Ihr Verstand sollte dagegen sein, doch diesen Verstand schien sie im Augenblick verloren zu haben. Ihre gegenseitige körperliche Anziehungskraft war der einzige Punkt, in dem sie Ivan gleichwertig entgegentreten konnte, der einzige Punkt, in dem ihre Ziele und ihr Verlangen dieselben waren.
Verlangen.
Sie beugte sich vor in sehnsüchtiger Erwartung des Kusses.
»Lucy! Tante Luuu-cy!«
Die fünfjährige Grace stand unten am Fuß der Treppe, hinter ihr ihre siebenjährige Schwester Charity. »Mama sagt, du sollst schnell machen.«
»Nein«, verbesserte Charity sie mit der Wichtigkeit einer älteren Schwester. »Mama sagte, was treiben die da oben? Es ist noch Tag und sie sollten lieber nicht ...
nicht ...« Sie zuckte die Schultern. »Den Rest habe ich vergessen.«
Lucy war beim ersten Ton von Ivan weggesprungen.
Jetzt eilte sie die Stufen hinab, wobei ihr peinlich bewußt war, wie gerötet ihre Wangen sein mußten. Was hatte Hortense gemeint?
Streng sah Lucy die beiden kleinen Mädchen an. »Wie oft habe ich euch Kindern schon gesagt, ihr sollt nicht...«
Sie unterbrach sich, als die beiden schuldbewußt zu ihr aufblickten. Grace war blond, blauäugig und hatte runde Babybacken.

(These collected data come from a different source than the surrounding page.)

use std::path::Path;

use serde::{Deserialize, Serialize};
use thiserror::Error;
use tracing::debug;

use crate::csrf::DEFAULT_SECRET_LENGTH;

#[derive(Error, Debug)]
pub enum ConfigError {
    #[error("failed to read config file: {0}")]
    Io(#[from] std::io::Error),

    #[error("failed to parse config file: {0}")]
    Parse(#[from] toml::de::Error),

    #[error("invalid configuration: {0}")]
    Invalid(String),
}

/// Main configuration structure
#[derive(Debug, Clone, Serialize, Deserialize, Default)]
pub struct Config {
    #[serde(default)]
    pub server: ServerConfig,
    #[serde(default)]
    pub csrf: CsrfConfig,
    #[serde(default)]
    pub session: SessionConfig,
}

#[derive(Debug, Clone, Serialize, Deserialize)]
#[serde(default)]
pub struct ServerConfig {
    pub host: String,
    pub port: u16,
}

impl Default for ServerConfig {
    fn default() -> Self {
        Self {
            host: "127.0.0.1".to_string(),
            port: 3000,
        }
    }
}

#[derive(Debug, Clone, Serialize, Deserialize)]
#[serde(default)]
pub struct CsrfConfig {
    /// Session cookie the guard keys on.
    pub cookie_name: String,
    /// Secret and one-time-pad length in bytes.
    pub secret_length: usize,
}

impl Default for CsrfConfig {
    fn default() -> Self {
        Self {
            cookie_name: "SESSION".to_string(),
            secret_length: DEFAULT_SECRET_LENGTH,
        }
    }
}

#[derive(Debug, Clone, Serialize, Deserialize)]
#[serde(default)]
pub struct SessionConfig {
    /// Idle expiry in seconds; 0 keeps records until restart.
    pub ttl_seconds: u64,
}

impl Default for SessionConfig {
    fn default() -> Self {
        Self { ttl_seconds: 86400 }
    }
}

impl Config {
    pub fn load(path: &Path) -> Result<Self, ConfigError> {
        let content = std::fs::read_to_string(path)?;
        debug!(path = %path.display(), "loaded config file");

        let config: Config = toml::from_str(&content)?;
        config.validate()?;

        Ok(config)
    }

    pub fn validate(&self) -> Result<(), ConfigError> {
        if self.csrf.cookie_name.is_empty() {
            return Err(ConfigError::Invalid(
                "csrf.cookie_name must not be empty".to_string(),
            ));
        }

        if self.csrf.secret_length == 0 {
            return Err(ConfigError::Invalid(
                "csrf.secret_length must be non-zero".to_string(),
            ));
        }

        Ok(())
    }
}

Charitys ernste graue Augen, ihr dunkleres Haar und das hübsche Gesicht deuteten bereits die schöne junge Frau an, zu der sie eines Tages heranreifen würde. Beide Mädchen sahen Lucy aufmerksam an.

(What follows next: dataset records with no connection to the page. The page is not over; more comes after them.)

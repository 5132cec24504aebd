//! HTTP server middleware

pub mod csrf;
pub mod session;

pub use csrf::{csrf_middleware, CsrfState};
pub use session::{session_middleware, SessionLayerState};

Lucy ging in die Hocke und umfaßte die beiden mit den Armen. »Wahrscheinlich schadet es nicht, wenn man im Haus ein bißchen rennt. Aber paßt auf die Vasen auf.«
Sie blickte in die zwei unschuldigen Gesichter. »Ihr seht beide sehr hübsch aus. Wer hat euer Haar frisiert?«
»Ich habe Gracies Haar gemacht«, sagte Charity. »Und meines hat Prudence gekämmt.«
»Ihr seid alle so groß geworden. Jetzt seid ihr nicht mehr meine kleinen Babies.«
»Papa sagt, daß es bald ein neues Baby in der Familie geben wird«, lispelte Charity.
»Das hat er gesagt?« Lucy war überrascht, daß Graham vor den Kindern über solche Dinge sprach.
»Wir haben in der Bibliothek Verstecken gespielt, da haben wir gehört, wie er sagte, ein Baby sei im Ofen.
Aber wir können es nicht finden. Hilfst du uns suchen?«
fragte Grace.
Lucy lachte und drückte ihre Nichten fest an sich.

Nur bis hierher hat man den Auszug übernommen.